*** Begin section ***
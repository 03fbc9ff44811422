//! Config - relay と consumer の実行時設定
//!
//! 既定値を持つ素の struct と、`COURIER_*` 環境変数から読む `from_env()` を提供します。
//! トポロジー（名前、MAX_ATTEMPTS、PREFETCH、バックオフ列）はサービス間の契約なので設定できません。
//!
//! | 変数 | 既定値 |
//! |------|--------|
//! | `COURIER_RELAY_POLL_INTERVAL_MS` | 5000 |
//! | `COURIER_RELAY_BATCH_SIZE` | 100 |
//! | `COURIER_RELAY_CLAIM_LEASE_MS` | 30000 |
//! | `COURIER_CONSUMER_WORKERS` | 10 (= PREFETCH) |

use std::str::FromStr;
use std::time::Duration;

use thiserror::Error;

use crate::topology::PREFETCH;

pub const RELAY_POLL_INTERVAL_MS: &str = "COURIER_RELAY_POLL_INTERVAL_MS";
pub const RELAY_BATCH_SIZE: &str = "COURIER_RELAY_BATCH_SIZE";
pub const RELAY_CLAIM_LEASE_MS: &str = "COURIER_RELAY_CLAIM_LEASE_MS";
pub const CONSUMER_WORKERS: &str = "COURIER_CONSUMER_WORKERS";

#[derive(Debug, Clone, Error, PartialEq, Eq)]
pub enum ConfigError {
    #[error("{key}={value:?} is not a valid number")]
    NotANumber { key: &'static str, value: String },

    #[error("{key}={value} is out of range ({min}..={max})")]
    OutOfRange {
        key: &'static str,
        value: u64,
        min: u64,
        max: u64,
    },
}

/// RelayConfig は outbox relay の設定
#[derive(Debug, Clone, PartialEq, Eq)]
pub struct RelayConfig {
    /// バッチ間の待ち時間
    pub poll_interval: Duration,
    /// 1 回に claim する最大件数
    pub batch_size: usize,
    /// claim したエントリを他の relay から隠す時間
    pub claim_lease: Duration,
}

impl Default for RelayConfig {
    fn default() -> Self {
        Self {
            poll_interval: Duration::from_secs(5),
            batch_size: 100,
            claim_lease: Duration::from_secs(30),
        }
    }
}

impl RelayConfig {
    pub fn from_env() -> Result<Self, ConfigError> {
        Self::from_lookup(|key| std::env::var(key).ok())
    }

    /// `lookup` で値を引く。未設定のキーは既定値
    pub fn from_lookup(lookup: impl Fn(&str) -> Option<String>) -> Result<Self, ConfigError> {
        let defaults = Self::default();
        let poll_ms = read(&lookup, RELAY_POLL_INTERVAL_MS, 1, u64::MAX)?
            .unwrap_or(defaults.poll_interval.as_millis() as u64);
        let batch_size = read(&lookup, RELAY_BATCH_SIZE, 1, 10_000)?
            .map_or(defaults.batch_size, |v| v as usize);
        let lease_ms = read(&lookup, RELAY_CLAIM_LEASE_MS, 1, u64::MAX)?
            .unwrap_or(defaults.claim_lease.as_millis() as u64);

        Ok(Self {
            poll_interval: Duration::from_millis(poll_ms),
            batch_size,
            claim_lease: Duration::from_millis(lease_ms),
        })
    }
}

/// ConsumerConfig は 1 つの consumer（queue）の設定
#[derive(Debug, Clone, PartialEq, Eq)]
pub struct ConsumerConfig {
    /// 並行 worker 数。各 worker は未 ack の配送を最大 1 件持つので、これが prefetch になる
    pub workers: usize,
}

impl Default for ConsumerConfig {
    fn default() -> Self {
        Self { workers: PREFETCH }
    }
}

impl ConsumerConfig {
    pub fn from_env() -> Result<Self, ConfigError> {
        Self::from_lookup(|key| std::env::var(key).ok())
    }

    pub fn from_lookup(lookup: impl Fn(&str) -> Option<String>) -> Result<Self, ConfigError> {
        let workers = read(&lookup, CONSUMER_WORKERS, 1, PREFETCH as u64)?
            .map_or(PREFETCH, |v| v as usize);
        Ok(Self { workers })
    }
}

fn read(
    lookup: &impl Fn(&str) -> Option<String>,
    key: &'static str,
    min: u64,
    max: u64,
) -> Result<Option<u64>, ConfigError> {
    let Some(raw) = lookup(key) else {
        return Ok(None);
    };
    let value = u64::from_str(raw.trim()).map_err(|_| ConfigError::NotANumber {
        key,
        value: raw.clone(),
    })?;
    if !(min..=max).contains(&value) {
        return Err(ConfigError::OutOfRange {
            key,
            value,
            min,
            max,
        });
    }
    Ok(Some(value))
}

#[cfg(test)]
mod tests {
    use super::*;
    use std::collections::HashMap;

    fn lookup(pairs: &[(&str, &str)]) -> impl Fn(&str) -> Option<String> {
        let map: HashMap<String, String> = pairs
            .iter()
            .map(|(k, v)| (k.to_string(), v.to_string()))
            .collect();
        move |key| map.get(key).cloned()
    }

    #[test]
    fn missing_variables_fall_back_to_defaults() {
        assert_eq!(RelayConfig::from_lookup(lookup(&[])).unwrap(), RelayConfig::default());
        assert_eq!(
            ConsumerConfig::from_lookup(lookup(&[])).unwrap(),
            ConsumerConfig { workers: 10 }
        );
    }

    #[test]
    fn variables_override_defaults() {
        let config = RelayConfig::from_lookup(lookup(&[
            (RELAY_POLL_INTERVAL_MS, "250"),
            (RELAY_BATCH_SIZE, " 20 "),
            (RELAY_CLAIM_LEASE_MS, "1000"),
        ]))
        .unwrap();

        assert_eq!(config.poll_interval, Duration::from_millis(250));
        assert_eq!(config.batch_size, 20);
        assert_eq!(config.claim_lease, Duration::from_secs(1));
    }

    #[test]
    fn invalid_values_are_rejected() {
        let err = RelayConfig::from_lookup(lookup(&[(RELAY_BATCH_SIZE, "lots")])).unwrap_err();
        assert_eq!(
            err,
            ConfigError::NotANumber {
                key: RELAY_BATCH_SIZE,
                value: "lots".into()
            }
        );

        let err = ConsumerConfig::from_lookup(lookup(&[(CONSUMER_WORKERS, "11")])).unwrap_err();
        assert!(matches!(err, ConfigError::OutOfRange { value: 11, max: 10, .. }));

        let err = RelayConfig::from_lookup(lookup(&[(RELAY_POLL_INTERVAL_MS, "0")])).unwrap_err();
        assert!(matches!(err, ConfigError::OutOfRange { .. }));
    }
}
*** End section ***
*** Begin section ***
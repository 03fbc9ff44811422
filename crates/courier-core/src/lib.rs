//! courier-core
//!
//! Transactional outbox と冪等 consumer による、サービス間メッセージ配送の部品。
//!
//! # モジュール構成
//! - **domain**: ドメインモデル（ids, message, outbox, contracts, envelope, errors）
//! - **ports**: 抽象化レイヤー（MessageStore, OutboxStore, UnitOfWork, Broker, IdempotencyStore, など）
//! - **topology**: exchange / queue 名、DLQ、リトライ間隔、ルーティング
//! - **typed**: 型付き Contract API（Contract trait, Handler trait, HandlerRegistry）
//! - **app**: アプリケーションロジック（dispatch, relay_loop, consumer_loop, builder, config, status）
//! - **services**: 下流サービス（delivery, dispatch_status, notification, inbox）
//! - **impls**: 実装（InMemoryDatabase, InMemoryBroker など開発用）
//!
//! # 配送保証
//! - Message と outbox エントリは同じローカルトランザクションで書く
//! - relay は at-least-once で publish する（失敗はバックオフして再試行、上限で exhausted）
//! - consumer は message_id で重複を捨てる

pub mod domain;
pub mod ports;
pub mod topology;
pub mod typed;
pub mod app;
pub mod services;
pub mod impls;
*** End section ***
Give only the number of lines in the listing above that include the string "ports".

2